The care-as-usual diagnosis was defined as the diagnosis based on the information of stage 1 at the moment consensus was reached (consensus could have been reached in step 1 before the discussion meeting, because the 3 experts scored identical on the web-based questionnaire, or after the panel discussion meeting in step 3, because the experts scored different in the web-based questionnaire of step 1 and required the discussion meeting to reach consensus). The information at stage 1 represented the information available from a first visit to a memory clinic: baseline medical history, neurological and physical examination findings, psychiatric and clinimetric assessments (see Additional file 1).

The reference diagnosis was defined as the diagnosis based on the stage 2 information at the moment consensus was reached (consensus could have been reached before the discussion meeting in step 1 or after the panel discussion meeting in step 3). The information at stage 2 contained all available information from stage 1 at baseline and the 2-year course of symptoms (see Additional file 1).

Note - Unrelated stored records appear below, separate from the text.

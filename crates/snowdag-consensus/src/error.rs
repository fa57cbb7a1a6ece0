//! Error types for the consensus engine.

use snowdag_ids::TxId;
use thiserror::Error;

/// Result type for consensus operations.
pub type Result<T> = std::result::Result<T, ConsensusError>;

/// Errors that can occur during consensus operations.
///
/// The simulation has no transient failures: every variant here is
/// either a programming-invariant violation or an unusable
/// configuration, and none of them is retried.
#[derive(Debug, Error, Clone)]
pub enum ConsensusError {
    /// A peer was asked for a transaction it does not hold. Ancestor
    /// pulls only request ids taken from a transaction the sender just
    /// shipped, so this is unreachable unless an invariant broke.
    #[error("unknown transaction: {0}")]
    UnknownTransaction(TxId),

    /// Parent selection found no attachment point for a new
    /// transaction; the DAG is stuck for that generation attempt.
    #[error("no viable parents for new transaction")]
    NoViableParents,

    /// Invalid consensus parameters.
    #[error("invalid parameters: {0}")]
    InvalidParameters(String),

    /// A node index outside the network was addressed.
    #[error("unknown node index: {0}")]
    UnknownNode(usize),
}
impl Node {
    /// Creates a node seeded with its own copy of the genesis vertex.
    ///
    /// The genesis copy keeps its chit; vote-state stripping applies
    /// only to transactions arriving from other nodes.
    pub fn new(index: usize, params: Parameters, genesis: Transaction) -> Self {
        let mut node = Self {
            index,
            params,
            transactions: HashMap::new(),
            arrival_order: Vec::new(),
            conflicts: HashMap::new(),
            queried: HashSet::new(),
            accepted: HashSet::new(),
            ancestor_sets: HashMap::new(),
        };
        node.register(genesis);
        node
    }

    /// Index of this node in the network.
    pub fn index(&self) -> usize {
        self.index
    }

    /// Parameters this node runs with.
    pub fn params(&self) -> &Parameters {
        &self.params
    }

    /// Number of transactions this node holds.
    pub fn len(&self) -> usize {
        self.transactions.len()
    }

    /// True if the node holds no transactions.
    pub fn is_empty(&self) -> bool {
        self.transactions.is_empty()
    }

    /// Ids of all held transactions in arrival order. Parents always
    /// precede children.
    pub fn known_ids(&self) -> Vec<TxId> {
        self.arrival_order.clone()
    }

    /// Looks up a held transaction.
    pub fn transaction(&self, id: TxId) -> Option<&Transaction> {
        self.transactions.get(&id)
    }

    /// Iterates over all held transactions in unspecified order.
    pub fn transactions(&self) -> impl Iterator<Item = &Transaction> {
        self.transactions.values()
    }

    /// Looks up the conflict set for a `data` value.
    pub fn conflict_set(&self, data: i64) -> Option<&ConflictSet> {
        self.conflicts.get(&data)
    }

    /// Iterates over all conflict sets in unspecified order.
    pub fn conflict_sets(&self) -> impl Iterator<Item = (i64, &ConflictSet)> {
        self.conflicts.iter().map(|(data, cs)| (*data, cs))
    }

    /// True if this node has already run its voting round for `id`.
    pub fn has_queried(&self, id: TxId) -> bool {
        self.queried.contains(&id)
    }

    /// Registers a transaction that has passed the ingress checks.
    fn register(&mut self, tx: Transaction) {
        self.conflicts
            .entry(tx.data)
            .and_modify(|cs| cs.size += 1)
            .or_insert_with(|| ConflictSet::new(tx.id));
        self.arrival_order.push(tx.id);
        self.transactions.insert(tx.id, tx);
    }

    /// Creates a transaction spending `data`, attached to parents
    /// chosen by [`Self::parent_selection`], and delivers it locally.
    pub fn on_generate_tx(&mut self, data: i64, rng: &mut StdRng) -> Result<Transaction> {
        let parents = self.parent_selection(rng)?;
        let tx = Transaction::new(TxId::random(rng), data, parents);
        debug!(
            node = self.index,
            id = %tx.id,
            data,
            parents = tx.parents.len(),
            "generated transaction"
        );
        self.on_receive_tx(&EmptySource, tx.clone())?;
        Ok(tx)
    }

    /// Delivers a transaction copy into the local DAG.
    ///
    /// Idempotent for already-known ids. Vote state on the copy is
    /// stripped, and any ancestor this node has never seen is pulled
    /// from `sender` before the transaction itself is registered, so a
    /// registered transaction always has its full ancestry locally.
    /// The recursion terminates because the DAG is finite and acyclic;
    /// parent ids always reference pre-existing transactions.
    pub fn on_receive_tx<S: TxSource + ?Sized>(&mut self, sender: &S, tx: Transaction) -> Result<()> {
        if self.transactions.contains_key(&tx.id) {
            return Ok(());
        }
        let tx = tx.reset_vote_state();
        for parent in tx.parents.clone() {
            if !self.transactions.contains_key(&parent) {
                let pulled = sender.on_send_tx(parent)?;
                self.on_receive_tx(sender, pulled)?;
            }
        }
        trace!(node = self.index, id = %tx.id, data = tx.data, "received transaction");
        self.register(tx);
        Ok(())
    }

    /// Returns a copy of a held transaction for a pulling peer.
    pub fn on_send_tx(&self, id: TxId) -> Result<Transaction> {
        self.transactions
            .get(&id)
            .cloned()
            .ok_or(ConsensusError::UnknownTransaction(id))
    }

    /// Answers a peer's vote request for `tx`.
    ///
    /// The transaction (and any missing ancestry) is delivered into
    /// the local DAG first; being asked to vote is how transactions
    /// propagate between nodes, and convergence depends on that side
    /// effect. The vote reflects this node's own current state, which
    /// may transiently differ from the querying node's.
    pub fn on_query<S: TxSource + ?Sized>(&mut self, sender: &S, tx: Transaction) -> Result<bool> {
        let id = tx.id;
        self.on_receive_tx(sender, tx)?;
        Ok(self.is_strongly_preferred(id))
    }

    /// True if `id` is the preferred member of its conflict set.
    pub fn is_preferred(&self, id: TxId) -> bool {
        match self.transactions.get(&id) {
            Some(tx) => self
                .conflicts
                .get(&tx.data)
                .is_some_and(|cs| cs.pref == id),
            None => false,
        }
    }

    /// True if every known ancestor of `id` is preferred in its own
    /// conflict set. Vacuously true for ancestor-free transactions.
    pub fn is_strongly_preferred(&mut self, id: TxId) -> bool {
        self.ancestor_set(id)
            .iter()
            .all(|p| self.is_preferred(*p))
    }

    /// Whether `id` has reached irrevocable acceptance on this node.
    ///
    /// Memoized and monotonic: once this returns true for an id it
    /// returns true forever. A transaction that has not had its voting
    /// round yet is never accepted.
    pub fn is_accepted(&mut self, id: TxId) -> bool {
        if self.accepted.contains(&id) {
            return true;
        }
        if !self.queried.contains(&id) {
            return false;
        }
        let Some(tx) = self.transactions.get(&id) else {
            return false;
        };
        let Some(cs) = self.conflicts.get(&tx.data) else {
            return false;
        };
        let uncontested = cs.is_uncontested()
            && tx.confidence > self.params.beta1
            && tx.parents.iter().all(|p| self.accepted.contains(p));
        let stable = cs.pref == id && cs.count > self.params.beta2;
        if uncontested || stable {
            debug!(node = self.index, id = %id, "transaction accepted");
            self.accepted.insert(id);
            return true;
        }
        false
    }

    /// The transitive ancestor closure of `id`, excluding `id` itself,
    /// in BFS discovery order.
    ///
    /// Ids not held locally are silently skipped; partial views are
    /// tolerated. Memoized per id and never invalidated, which is safe
    /// because parent edges never change after creation.
    pub fn ancestor_set(&mut self, id: TxId) -> Vec<TxId> {
        if let Some(cached) = self.ancestor_sets.get(&id) {
            return cached.clone();
        }
        let closure = self.compute_ancestor_set(id);
        if self.transactions.contains_key(&id) {
            self.ancestor_sets.insert(id, closure.clone());
        }
        closure
    }

    fn compute_ancestor_set(&self, id: TxId) -> Vec<TxId> {
        let mut seen: HashSet<TxId> = HashSet::new();
        let mut order: Vec<TxId> = Vec::new();
        let mut frontier: VecDeque<TxId> = VecDeque::new();
        if let Some(tx) = self.transactions.get(&id) {
            frontier.extend(tx.parents.iter().copied());
        }
        while let Some(next) = frontier.pop_front() {
            if !seen.insert(next) {
                continue;
            }
            let Some(tx) = self.transactions.get(&next) else {
                continue;
            };
            order.push(next);
            frontier.extend(tx.parents.iter().copied());
        }
        order
    }

    /// Runs one voting round: every held transaction this node has not
    /// yet voted on is queried against a fresh sample of peers.
    ///
    /// Each transaction gets exactly one voting round; failing quorum
    /// does not schedule a retry. Peers are sampled uniformly without
    /// replacement, excluding this node, clamped to the available peer
    /// count. Returns the number of query rounds issued so the caller
    /// can detect quiescence.
    pub fn avalanche_loop(
        &mut self,
        nodes: &[Arc<RwLock<Node>>],
        self_index: usize,
        rng: &mut StdRng,
    ) -> Result<usize> {
        let pending: Vec<TxId> = self
            .arrival_order
            .iter()
            .copied()
            .filter(|id| !self.queried.contains(id))
            .collect();
        let peer_indices: Vec<usize> = (0..nodes.len()).filter(|i| *i != self_index).collect();
        let mut issued = 0;
        for id in pending {
            let Some(tx) = self.transactions.get(&id).cloned() else {
                continue;
            };
            let k = self.params.k.min(peer_indices.len());
            let sample: Vec<usize> = peer_indices.choose_multiple(rng, k).copied().collect();
            let mut votes = 0usize;
            for &j in &sample {
                let mut peer = nodes[j].write();
                if peer.on_query(&*self, tx.clone())? {
                    votes += 1;
                }
            }
            issued += 1;
            let quorum = votes as f64 >= self.params.alpha * sample.len() as f64;
            trace!(
                node = self.index,
                id = %id,
                votes,
                sampled = sample.len(),
                quorum,
                "query round"
            );
            if quorum {
                self.record_chit(id);
            }
            self.queried.insert(id);
        }
        Ok(issued)
    }

    /// Applies a successful query round: sets the chit on `id` and
    /// propagates one unit of confidence to every transitive ancestor,
    /// updating each ancestor's conflict set as it goes.
    ///
    /// Ancestor sets of different transactions are processed
    /// independently, so an ancestor shared by several transactions
    /// voted in during the same round is counted once per descendant.
    fn record_chit(&mut self, id: TxId) {
        if let Some(tx) = self.transactions.get_mut(&id) {
            tx.chit = true;
        }
        for p in self.ancestor_set(id) {
            let Some(tx) = self.transactions.get_mut(&p) else {
                continue;
            };
            tx.confidence += 1;
            let data = tx.data;
            let member_conf = tx.confidence;
            let pref_conf = self
                .conflicts
                .get(&data)
                .and_then(|cs| self.transactions.get(&cs.pref))
                .map_or(0, |t| t.confidence);
            if let Some(cs) = self.conflicts.get_mut(&data) {
                cs.record(p, member_conf, pref_conf);
            }
        }
    }

    /// Chooses parents for a freshly generated transaction.
    ///
    /// Preferred attachment points are the ancestors of strongly
    /// preferred, settled transactions that are not such transactions
    /// themselves. When that set is empty the node falls back to the
    /// genesis vertex (for the very first generation) or to a random
    /// handful of recent transactions that are neither accepted nor
    /// contested.
    ///
    /// # Errors
    ///
    /// `NoViableParents` when the candidate set and the fallback are
    /// both empty; the DAG has no attachment point and the generation
    /// attempt is abandoned.
    pub fn parent_selection(&mut self, rng: &mut StdRng) -> Result<Vec<TxId>> {
        let mut eps0: Vec<TxId> = Vec::new();
        for id in self.arrival_order.clone() {
            if self.is_strongly_preferred(id) {
                eps0.push(id);
            }
        }
        let mut eps1: Vec<TxId> = Vec::new();
        for id in &eps0 {
            let Some(tx) = self.transactions.get(id) else {
                continue;
            };
            let Some(cs) = self.conflicts.get(&tx.data) else {
                continue;
            };
            if cs.is_uncontested() || tx.confidence > 0 {
                eps1.push(*id);
            }
        }

        // Tip ancestors: everything reachable from eps1 that is not in
        // eps1 itself.
        let eps1_set: HashSet<TxId> = eps1.iter().copied().collect();
        let mut candidates: Vec<TxId> = Vec::new();
        let mut dedup: HashSet<TxId> = HashSet::new();
        for id in &eps1 {
            for p in self.ancestor_set(*id) {
                if !eps1_set.contains(&p) && dedup.insert(p) {
                    candidates.push(p);
                }
            }
        }
        if !candidates.is_empty() {
            return Ok(candidates);
        }

        if self.arrival_order.len() == 1 {
            // Nothing but genesis exists yet.
            return Ok(vec![self.arrival_order[0]]);
        }

        let recent: Vec<TxId> = self
            .arrival_order
            .iter()
            .rev()
            .take(FALLBACK_WINDOW)
            .copied()
            .collect();
        let mut pool: Vec<TxId> = Vec::new();
        for id in recent {
            if self.is_accepted(id) {
                continue;
            }
            let Some(tx) = self.transactions.get(&id) else {
                continue;
            };
            let contested = self
                .conflicts
                .get(&tx.data)
                .is_some_and(|cs| !cs.is_uncontested());
            if !contested {
                pool.push(id);
            }
        }
        let picked: Vec<TxId> = pool
            .choose_multiple(rng, FALLBACK_PARENTS)
            .copied()
            .collect();
        if picked.is_empty() {
            return Err(ConsensusError::NoViableParents);
        }
        Ok(picked)
    }
}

Afterwards, the experts were asked to complete a process evaluation questionnaire (see Additional file 2) in which they were asked about their experiences regarding the assessment of cases and the consensus discussion, and were asked to provide feedback and suggestions to improve the protocol.

Patient population

The cases for the evaluation consisted of a sample of 11 patients who had visited the memory clinic of the Maastricht University Medical Centre in the Netherlands in 2009 and 2010 and were suspected of having a primary neurodegenerative disease according to the following eligibility criteria [7]: Mini-Mental State Examination (MMSE) [23] score 20 or higher, Clinical Dementia Rating (CDR) [24],[25] between 0 and 1, and availability of a reliable informer or proxy. Subjects were excluded if they had normal pressure hydrocephalus, Huntington’s disease, transient ischaemic attacks or cerebral vascular accidents less than 2 years ago, or a previous psychiatric history. Informed consent was obtained from both the patient and the informal caregiver. Subjects without any follow-up assessment (due to refusal or other reasons) were excluded from this research. The sample was selected such that it included similar proportions of patients with subjective memory complaints, mild cognitive impairment (MCI) and dementia. The hospital’s medical ethics committee approved this study.

Clinical information

The clinical information included in the vignette (see Additional file 1 for an example) was based on guidelines from the American Academy of Neurology [26] and European Federation of the Neurological Societies [27].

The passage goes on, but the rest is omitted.